Cacao : La BAD appuie la Côte d’Ivoire et le Ghana contre le  « Swollen Shoot »

L’institution financière panafricaine a octroyé 600 millions de dollars aux deux grands producteurs mondiaux de cacao pour entreprendre la réhabilitation des plantations de cacao en réduisant les arbres trop âgés et les arbres infectés par des maladies telles que « la pousse de cacao gonflée ».

60% du cacao produit aujourd’hui dans le monde provient de la Côte d’Ivoire et du Ghana. Mais ces deux producteurs font fassent au virus de la  “pousse de cacao gonflée” qui affecte significativement les plantations. C’est à cet effet que les deux pays viennent d’obtenir 600 millions de dollars de la Banque africaine de développement (BAD) pour entreprendre le projet de réhabilitation de 680.000 hectares de cacao.

Mais avant même l’arrivée de ces fonds prévus dans les prochains mois, chacun des deux pays s’étaient déjà engagés à investir des fonds propres bien qu’insuffisants, dans la destruction des plantations infectées pour empêcher la propagation de la maladie. Ladite réhabilitation consiste à couper les vieux cacaoyers et les arbres malades.

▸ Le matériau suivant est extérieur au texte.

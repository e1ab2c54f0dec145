use crate::domain::model::{Exposure, DATE_FIELD, FIELDS};
use crate::utils::error::{FeedError, Result};
use chrono::{NaiveDate, NaiveTime};
use std::collections::BTreeSet;

const DATE_FORMATS: &[&str] = &[
    "%d/%m/%y",
    "%d/%m/%Y",
    "%Y-%m-%d",
    "%d-%m-%Y",
    "%A %d %B %Y",
    "%A, %d %B %Y",
    "%d %B %Y",
    "%d %b %Y",
];

const TIME_FORMATS: &[&str] = &["%I:%M%p", "%I:%M:%S%p", "%H:%M", "%H:%M:%S"];

/// Python 風格的 title case：每段字母的第一個字元大寫，其餘小寫
pub fn title_case(value: &str) -> String {
    let mut out = String::with_capacity(value.len());
    let mut prev_alpha = false;
    for c in value.chars() {
        if c.is_alphabetic() {
            if prev_alpha {
                out.extend(c.to_lowercase());
            } else {
                out.extend(c.to_uppercase());
            }
            prev_alpha = true;
        } else {
            out.push(c);
            prev_alpha = false;
        }
    }
    out
}

/// Parse the CSV body into exposures.
///
/// The header row must contain exactly [`FIELDS`] (after trimming and title
/// casing, in any order); anything else is reported as a schema change so a
/// format change upstream never turns into a burst of bogus feed items.
pub fn parse_csv(data: &str) -> Result<Vec<Exposure>> {

    let mut reader = csv::ReaderBuilder::new()
        .has_headers(false)
        .flexible(true)
        .trim(csv::Trim::All)
        .from_reader(data.as_bytes());

    let mut records = reader.records();
    let header = match records.next() {
        Some(header) => header?,
        None => {
            return Err(FeedError::ProcessingError {
                message: "CSV is empty".to_string(),
            })
        }
    };
    let fields: Vec<String> = header.iter().map(|h| title_case(h.trim())).collect();
    check_fields(&fields)?;

    let mut exposures = Vec::new();
    for record in records {
        let record = record?;
        if record.iter().all(|cell| cell.trim().is_empty()) {
            continue;
        }
        let exposure = Exposure::from_pairs(
            fields
                .iter()
                .enumerate()
                .map(|(i, name)| (name.clone(), record.get(i).unwrap_or("").trim().to_string())),
        );
        exposures.push(exposure);
    }

    tracing::debug!("Parsed {} CSV rows", exposures.len());
    Ok(exposures)
}

fn check_fields(fields: &[String]) -> Result<()> {
    let found: BTreeSet<&str> = fields.iter().map(String::as_str).collect();
    let expected: BTreeSet<&str> = FIELDS.iter().copied().collect();
    if found == expected {
        return Ok(());
    }

    let missing: Vec<&str> = expected.difference(&found).copied().collect();
    let unexpected: Vec<&str> = found.difference(&expected).copied().collect();
    Err(FeedError::SchemaChanged {
        missing: missing.join(", "),
        unexpected: unexpected.join(", "),
    })
}

/// Day-first date parsing. Values like `10/08/2021 - Tuesday` are split on
/// ` - ` and every piece is tried.
pub fn parse_exposure_date(raw: &str) -> Option<NaiveDate> {
    let raw = raw.trim();
    std::iter::once(raw)
        .chain(raw.split(" - ").map(str::trim))
        .filter(|candidate| !candidate.is_empty())
        .find_map(|candidate| {
            DATE_FORMATS
                .iter()
                .find_map(|fmt| NaiveDate::parse_from_str(candidate, fmt).ok())
        })
}

/// Accepts `10:00am`, `10am`, `10.00 am`, `14:00` and `14:00:00`.
pub fn parse_exposure_time(raw: &str) -> Option<NaiveTime> {
    let mut value: String = raw
        .chars()
        .filter(|c| !c.is_whitespace())
        .flat_map(char::to_lowercase)
        .map(|c| if c == '.' { ':' } else { c })
        .collect();

    match value.as_str() {
        "" => return None,
        "midday" | "noon" => return NaiveTime::from_hms_opt(12, 0, 0),
        "midnight" => return NaiveTime::from_hms_opt(0, 0, 0),
        _ => {}
    }

    // chrono 需要分鐘欄位
    if !value.contains(':') && (value.ends_with("am") || value.ends_with("pm")) {
        let split = value.len() - 2;
        value.insert_str(split, ":00");
    }

    TIME_FORMATS
        .iter()
        .find_map(|fmt| NaiveTime::parse_from_str(&value, fmt).ok())
}

pub fn is_time_field(name: &str) -> bool {
    name.contains("Time")
}

/// Put dates and times in ISO form so later runs compare equal even if the
/// publisher changes how they are written.
pub fn normalise(exposures: &mut [Exposure]) {
    for exposure in exposures.iter_mut() {
        for field in exposure.fields.iter_mut() {
            let value = field.value.trim();
            field.value = if field.name == DATE_FIELD {
                match parse_exposure_date(value) {
                    Some(date) => date.to_string(),
                    None => title_case(value),
                }
            } else if is_time_field(&field.name) {
                match parse_exposure_time(value) {
                    Some(time) => time.format("%H:%M:%S").to_string(),
                    None => value.to_lowercase(),
                }
            } else {
                // 其他欄位只去除空白，保留 ACT 之類的縮寫
                value.to_string()
            };
        }
    }
}

#[cfg(test)]
mod tests {
    use super::*;

    const CSV_LINES: &str = "Event Id,Status,Exposure Site,Street,Suburb,State,Date,Arrival Time,Departure Time,Contact
,,Harvey Norman,Barrier Street,Fyshwick,ACT,10/08/2021 - Tuesday,10:00am,11:00am,Close
,,Canberra Outlet Centre,377 Canberra Avenue,Fyshwick,ACT,08/08/2021 - Sunday,2:00pm,3:30pm,Monitor
,,Gold Creek School (including Early Childhood Learning Centre),Kelleway Avenue,Nicholls,ACT,12/08/2021 - Thursday,8:00am,3:10pm,Close
";

    #[test]
    fn test_parse_csv() {
        let exposures = parse_csv(CSV_LINES).unwrap();
        assert_eq!(exposures.len(), 3);
        assert_eq!(exposures[0].site(), "Harvey Norman");
        assert_eq!(exposures[0].get("Street"), Some("Barrier Street"));
        assert_eq!(exposures[0].get("Event Id"), Some(""));
        assert_eq!(exposures[1].get("Arrival Time"), Some("2:00pm"));
        assert_eq!(exposures[2].suburb(), "Nicholls");
        assert_eq!(exposures[2].fields.len(), FIELDS.len());
    }

    #[test]
    fn test_parse_csv_normalises_headers() {
        let data = "event id, STATUS ,Exposure Site,Street,Suburb,State,Date,Arrival Time,Departure Time,Contact\n,,  Spaced Site  ,A St,Kingston,ACT,1/1/2022,1pm,2pm,Casual\n";
        let exposures = parse_csv(data).unwrap();
        assert_eq!(exposures[0].fields[0].name, "Event Id");
        assert_eq!(exposures[0].fields[1].name, "Status");
        assert_eq!(exposures[0].site(), "Spaced Site");
    }

    #[test]
    fn test_parse_csv_accepts_reordered_columns_and_short_rows() {
        let data = "Contact,Event Id,Status,Exposure Site,Street,Suburb,State,Date,Arrival Time,Departure Time\nClose,,,Cafe,B St,Braddon\n\n,,,,,,,,,\n";
        let exposures = parse_csv(data).unwrap();
        assert_eq!(exposures.len(), 1);
        assert_eq!(exposures[0].get("Contact"), Some("Close"));
        assert_eq!(exposures[0].get("Departure Time"), Some(""));
    }

    #[test]
    fn test_parse_csv_rejects_changed_schema() {
        let data = "Event Id,Status,Exposure Site,Street,Suburb,State,Date,Arrival Time,Departure Time,Notes\n";
        match parse_csv(data) {
            Err(FeedError::SchemaChanged { missing, unexpected }) => {
                assert_eq!(missing, "Contact");
                assert_eq!(unexpected, "Notes");
            }
            other => panic!("expected schema change, got {:?}", other),
        }
    }

    #[test]
    fn test_parse_csv_rejects_empty_input() {
        assert!(parse_csv("").is_err());
    }

    #[test]
    fn test_title_case() {
        assert_eq!(title_case("event id"), "Event Id");
        assert_eq!(title_case("ARRIVAL TIME"), "Arrival Time");
        assert_eq!(title_case("o'connor"), "O'Connor");
    }

    #[test]
    fn test_parse_exposure_date_formats() {
        let expected = NaiveDate::from_ymd_opt(2021, 8, 10).unwrap();
        assert_eq!(parse_exposure_date("10/08/2021 - Tuesday"), Some(expected));
        assert_eq!(parse_exposure_date("10/08/21"), Some(expected));
        assert_eq!(parse_exposure_date("2021-08-10"), Some(expected));
        assert_eq!(parse_exposure_date("Tuesday 10 August 2021"), Some(expected));
        assert_eq!(parse_exposure_date("10 August 2021"), Some(expected));
        assert_eq!(parse_exposure_date("sometime last week"), None);
    }

    #[test]
    fn test_parse_exposure_time_formats() {
        let ten = NaiveTime::from_hms_opt(10, 0, 0).unwrap();
        assert_eq!(parse_exposure_time("10:00am"), Some(ten));
        assert_eq!(parse_exposure_time("10am"), Some(ten));
        assert_eq!(parse_exposure_time("10.00 AM"), Some(ten));
        assert_eq!(parse_exposure_time("10:00"), Some(ten));
        assert_eq!(
            parse_exposure_time("3:30pm"),
            NaiveTime::from_hms_opt(15, 30, 0)
        );
        assert_eq!(parse_exposure_time("Noon"), NaiveTime::from_hms_opt(12, 0, 0));
        assert_eq!(parse_exposure_time("all day"), None);
    }

    #[test]
    fn test_normalise() {
        let mut exposures = parse_csv(CSV_LINES).unwrap();
        exposures.push(Exposure::from_pairs([
            ("Date", " ongoing "),
            ("Arrival Time", " All Day "),
            ("State", " ACT "),
        ]));
        normalise(&mut exposures);

        assert_eq!(exposures[0].date(), "2021-08-10");
        assert_eq!(exposures[0].get("Arrival Time"), Some("10:00:00"));
        assert_eq!(exposures[1].get("Departure Time"), Some("15:30:00"));
        assert_eq!(exposures[0].get("State"), Some("ACT"));

        assert_eq!(exposures[3].date(), "Ongoing");
        assert_eq!(exposures[3].get("Arrival Time"), Some("all day"));
        assert_eq!(exposures[3].get("State"), Some("ACT"));
    }
}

Au Ghana, deuxième producteur mondial de cacao après la Côte d’Ivoire, c’est environ 40% des arbres qui sont touchés par le virus de « Swollen Shoot ».  Avant les fonds de la BAD, le pays ambitionnait déjà par ses propres moyens de détruire 10.000 hectares de plantations. Avec le financement, Joseph Boahen Aidoo, président-directeur général de Ghana COCOBOD a précisé que l’aide leur permettra en plus de non seulement contrôler la maladie mais aussi de renouveler les plantations cacaoyères qui sont improductives depuis un certain temps. L’Etat prévoit donc d’abattre plus précisément 39% des cacaoyers dans le pays, lesquels couvrent une superficie totale de 742.187 hectares afin de préparer le terrain à la replantation dans les zones touchées.

Les planteurs indemnisés
Les agriculteurs dont les plantations sont concernées par l’opération seront indemnisés lors de l’abattage des arbres et recevront une compensation supplémentaire pendant la replantation des plants. Le Conseil a convenu de payer une somme 552 Ghana cedis soit un montant d’environ 66.000 F CFA par hectare pour la compensation initiale et 1,290 Ghana cedis soit 153. 000 F CFA par hectare durant la phase de replantation.

Pour ce qui est de la Côte d’Ivoire, la menace est plus atroce. Le « swollen shoot » aurait contaminé 300.000 ha de plantations, soit 15% des surfaces officielles de cacao. L’attaque prend de l’ampleur au cœur de la ceinture du  cacao en Côte d’Ivoire, et certaines plantations enregistrent même une baisse importante de la production.

Le Conseil ivoirien du café-cacao (CCC) a de ce fait programmé l’arrachage des hectares infectés dans le pays, premier producteur mondial de fèves au cours des trois prochaines années pour enrayer la propagation du virus. L’opération qui coutera 40 millions de dollars se déroulera dans le sud-ouest et l’ouest du pays.

Une indemnisation est tout aussi promise aux planteurs dont : 50 000 francs CFA par hectare arraché, financés par le CCC et les grands de l’industrie du chocolat. Des semences améliorées dites résistantes au virus doivent être également fournies pour redémarrer ensuite la plantation de cacao.

Le « Swollen Shoot Virus »

Maladie incurable du cacaoyer, le Swollen Shoot est causé par un virus transmis par un insecte, la cochenille, qui affecte généralement la récolte d’un arbre au cours de la première année de sa production et peut entraîner sa mort en trois ou quatre ans. Le fléau est ancien en Afrique de l’Ouest mais il est en recrudescence depuis le début des années 2000.

Lorsque le virus de « la pousse de cacao gonflée » (CSSV) selon son appellation française attaque une plantation, il n’y a pas de traitement. La seule solution est de retirer et de détruire les arbres infectés.